Since the initial Tai Po ‘Lennon Wall’ build, Ash has recreated two more scenes using LEGO, one of which depicts the storming of the Prince Edward MTR station by riot police on August 31. “It’s an essential moment until now and it’s still an essential moment” Ash says. “It’s been a main focus for all of us.”
After clashes broke out between protesters and a pro-Beijing individual on the evening of August 31, riot police stormed the Prince Edward MTR station. Videos circulated online showed riot police pepper spraying and violently beating protesters, with many innocent bystanders caught in the crossfire. After making several arrests, the police forced all members of the press to leave the station and refused entry to volunteer first aiders, despite the severe injuries of many protesters inside the station.

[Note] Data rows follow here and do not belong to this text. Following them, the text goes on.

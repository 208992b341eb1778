//! Value snapshot model
//!
//! - [`value`]: the closed [`Value`](value::Value) sum type stored in step records
//! - [`env`]: the declared-order [`Environment`](env::Environment) of named values
//!
//! # Isolation
//!
//! Neither type contains shared or interior-mutable state. A live program keeps its
//! own representation (the interpreter's objects, or a step machine's working
//! environment) and converts into these types at capture time, so every recorded
//! environment is an independent tree by construction.

pub mod env;
pub mod value;

pub use env::Environment;
pub use value::Value;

Since then, rumours that several people died in Prince Edward station have been widely circulated on social media. Spokespeople from the Hospital Authority, MTR corporation, police and fire services have jointly denied the rumours in an attempt to quell the unrest. Despite these unified statements, many Hong Kong people still question the official version of events, and wonder what exactly occurred in the station that night.
While the MTR corporation has released a timeline of events along with certain images taken from security cameras, protesters continue to demand the public release of the CCTV footage taken from that night. Ash says he doesn’t trust the images released by the MTR corporation and is concerned that they may have been doctored to fit a certain narrative, reflecting an attitude of distrust towards authorities now shared by many Hong Kong people.
While Ash has quite a significant collection of LEGO pieces, he often has to improvise to recreate certain scenes. Typical off-the-shelf LEGO sets come with instructions and all the necessary pieces to build the design, but Ash has to design his own creations using his imagination and ingenuity. In his most recent LEGO build, which portrays protesters forming behind large street fire, he designed and built a police water cannon vehicle using what he saw on livestreams as a guide.
Ash has spent countless hours and his own money to build his LEGO scenes and support the anti-extradition movement. While usually involved in many school activities, he increasingly gave up more of his free time to building. He’s also spent thousands of Hong Kong Dollars, averaging about $250 HKD (~$30 USD) a week on new LEGO pieces.
Ash is currently pursuing an Associate’s Degree in Business Administration and is still unsure of his future and that of his home. “I am quite pessimistic to the future of Hong Kong” says Ash. Despite the uncertainty faced by many Hongkongers, Ash has no plans to stop supporting the anti-extradition movement through his LEGO builds and hopes to create a better future for Hong Kong, piece by piece.